Appropriate and Inappropriate Park Development

Espousing strong democratic ideals and believing in the high social value of the national parks, Mather once wrote that the "greatest good for the greatest number" was "always the most important factor" in determining Park Service policy. As the individual with primary responsibility for implementing the Organic Act, he urged that the Service develop the parks for tourism by providing "such imperative necessities as new roads, improved roads, trails, bridges, public camping facilities, and water supply and sewerage systems." [37] In addition, Mather personally sponsored the creation in 1919 of a support organization-the National Parks Association-headed by his friend Robert Sterling Yard, who had helped greatly in the campaign to establish the Park Service. Reflecting the goals of its parent organization and its sponsor, the association's principal objectives were to protect the parks, enlarge the national park system (through such significant additions as would make the system "an American trademark in the competition for the world's travel"), and promote public enjoyment without impairing the parks. [38]

Soon after Mather first became associated with the national parks, he and Horace Albright had made a tour of the parks, seeking to assess the situation in the field. Mather noted that park facilities were inadequate. Only Yellowstone and Yosemite had extended road systems, but the roads had been designed for horse traffic, now being replaced by the automobile; many park hotels and campgrounds were primitive. The following year Mather claimed in his annual report that the parks had been "greatly neglected." Repeatedly urging park development, Mather got results. By the time his health problems forced him to resign early in 1929, the parks had undergone extensive development involving virtually every type of facility needed to support recreational tourism and park administration. [39] Shortly after Mather's resignation, Albright, as the new director, summed up the park development that had occurred before and during Mather's tenure by reporting that the Park Service was responsible for "1,298 miles of roads, 3,903 miles of trails, 1,623 miles of telephone and telegraph lines, extensive camp grounds, sewer and water system[s], power plants, buildings," and more. [40]

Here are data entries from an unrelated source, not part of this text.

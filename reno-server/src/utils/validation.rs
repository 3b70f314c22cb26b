//! Validated JSON extractor
//!
//! Deserializes the body like `Json<T>` and runs the `validator` rules
//! before the handler sees it.

use axum::extract::{FromRequest, Json, Request};
use serde::de::DeserializeOwned;
use shared::error::{AppError, ErrorCode};
use validator::Validate;

#[derive(Debug, Clone, Copy, Default)]
pub struct ValidatedJson<T>(pub T);

impl<T, S> FromRequest<S> for ValidatedJson<T>
where
    T: DeserializeOwned + Validate,
    S: Send + Sync,
{
    type Rejection = AppError;

    async fn from_request(req: Request, state: &S) -> Result<Self, Self::Rejection> {
        let Json(value) = Json::<T>::from_request(req, state).await.map_err(|rejection| {
            tracing::debug!(error = %rejection.body_text(), "Rejected request body");
            AppError::with_message(ErrorCode::InvalidFormat, rejection.body_text())
        })?;
        value.validate()?;
        Ok(ValidatedJson(value))
    }
}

During Mather's directorship, the railroad companies continued to promote their hotels in or near Yellowstone, Glacier, Mount Rainier, and other parks. More important for future park development, the emerging automobile age meshed perfectly with Mather's desire to make the parks popular. A member of both national and local automobile associations, he worked closely with them to encourage tourism. In 1916 he advocated pre-par-ing the parks for the "great influx of automobiles by constructing new roads and improving existing highways wherever improvement is necessary." [41] The previous year he had helped found the National Park-to-Park Highway Association. This organization promoted highway improvement and new construction designed to connect the major western national parks and enable tourists to make a giant circle through the West, visiting the parks. Mapped and signposted, but only partially paved, this route of approximately six thousand miles was officially dedicated in 1920. [42]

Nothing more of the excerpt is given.